## [Exercise requirements]
With the records in front of you, set every one of them down exactly.

## [Stored data]
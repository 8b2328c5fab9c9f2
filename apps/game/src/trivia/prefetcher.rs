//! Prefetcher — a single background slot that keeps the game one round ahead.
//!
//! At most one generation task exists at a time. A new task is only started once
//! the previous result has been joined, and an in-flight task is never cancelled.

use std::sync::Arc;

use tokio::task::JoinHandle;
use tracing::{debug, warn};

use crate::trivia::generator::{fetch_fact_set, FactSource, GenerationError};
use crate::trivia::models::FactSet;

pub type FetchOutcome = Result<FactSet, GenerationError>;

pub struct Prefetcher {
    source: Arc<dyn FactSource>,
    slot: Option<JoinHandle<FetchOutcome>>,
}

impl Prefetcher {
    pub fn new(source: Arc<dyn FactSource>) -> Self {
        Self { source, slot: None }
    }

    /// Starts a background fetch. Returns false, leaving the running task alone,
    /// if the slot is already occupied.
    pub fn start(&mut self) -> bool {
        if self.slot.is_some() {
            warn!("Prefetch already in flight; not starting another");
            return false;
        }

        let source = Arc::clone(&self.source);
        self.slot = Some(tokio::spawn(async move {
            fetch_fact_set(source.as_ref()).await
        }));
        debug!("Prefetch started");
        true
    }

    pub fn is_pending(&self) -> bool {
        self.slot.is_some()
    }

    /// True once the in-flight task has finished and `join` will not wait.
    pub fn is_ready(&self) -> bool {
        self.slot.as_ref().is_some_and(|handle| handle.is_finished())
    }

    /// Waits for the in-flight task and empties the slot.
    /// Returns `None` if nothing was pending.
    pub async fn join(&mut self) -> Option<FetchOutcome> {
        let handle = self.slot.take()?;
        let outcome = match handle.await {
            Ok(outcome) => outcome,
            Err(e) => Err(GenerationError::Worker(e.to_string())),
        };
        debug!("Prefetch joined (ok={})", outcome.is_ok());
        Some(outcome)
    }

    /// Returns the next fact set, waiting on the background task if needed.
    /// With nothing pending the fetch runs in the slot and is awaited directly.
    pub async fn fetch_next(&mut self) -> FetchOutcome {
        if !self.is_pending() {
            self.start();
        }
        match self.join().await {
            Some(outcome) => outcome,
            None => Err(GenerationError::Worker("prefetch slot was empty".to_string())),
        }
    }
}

## [Written answer]
repository 8b2328c5fab9c9f2
filename apps/game/src/trivia/prefetcher.rs
//! Prefetcher — a single background slot that keeps the game one round ahead.
//!
//! At most one generation task exists at a time. A new task is only started once
//! the previous result has been joined, and an in-flight task is never cancelled.

use std::sync::Arc;

use tokio::task::JoinHandle;
use tracing::{debug, warn};

use crate::trivia::generator::{fetch_fact_set, FactSource, GenerationError};
use crate::trivia::models::FactSet;

pub type FetchOutcome = Result<FactSet, GenerationError>;

pub struct Prefetcher {
    source: Arc<dyn FactSource>,
    slot: Option<JoinHandle<FetchOutcome>>,
}

impl Prefetcher {
    pub fn new(source: Arc<dyn FactSource>) -> Self {
        Self { source, slot: None }
    }

    /// Starts a background fetch. Returns false, leaving the running task alone,
    /// if the slot is already occupied.
    pub fn start(&mut self) -> bool {
        if self.slot.is_some() {
            warn!("Prefetch already in flight; not starting another");
            return false;
        }

        let source = Arc::clone(&self.source);
        self.slot = Some(tokio::spawn(async move {
            fetch_fact_set(source.as_ref()).await
        }));
        debug!("Prefetch started");
        true
    }

    pub fn is_pending(&self) -> bool {
        self.slot.is_some()
    }

    /// True once the in-flight task has finished and `join` will not wait.
    pub fn is_ready(&self) -> bool {
        self.slot.as_ref().is_some_and(|handle| handle.is_finished())
    }

    /// Waits for the in-flight task and empties the slot.
    /// Returns `None` if nothing was pending.
    pub async fn join(&mut self) -> Option<FetchOutcome> {
        let handle = self.slot.take()?;
        let outcome = match handle.await {
            Ok(outcome) => outcome,
            Err(e) => Err(GenerationError::Worker(e.to_string())),
        };
        debug!("Prefetch joined (ok={})", outcome.is_ok());
        Some(outcome)
    }

    /// Returns the next fact set, waiting on the background task if needed.
    /// With nothing pending the fetch runs in the slot and is awaited directly.
    pub async fn fetch_next(&mut self) -> FetchOutcome {
        if !self.is_pending() {
            self.start();
        }
        match self.join().await {
            Some(outcome) => outcome,
            None => Err(GenerationError::Worker("prefetch slot was empty".to_string())),
        }
    }
}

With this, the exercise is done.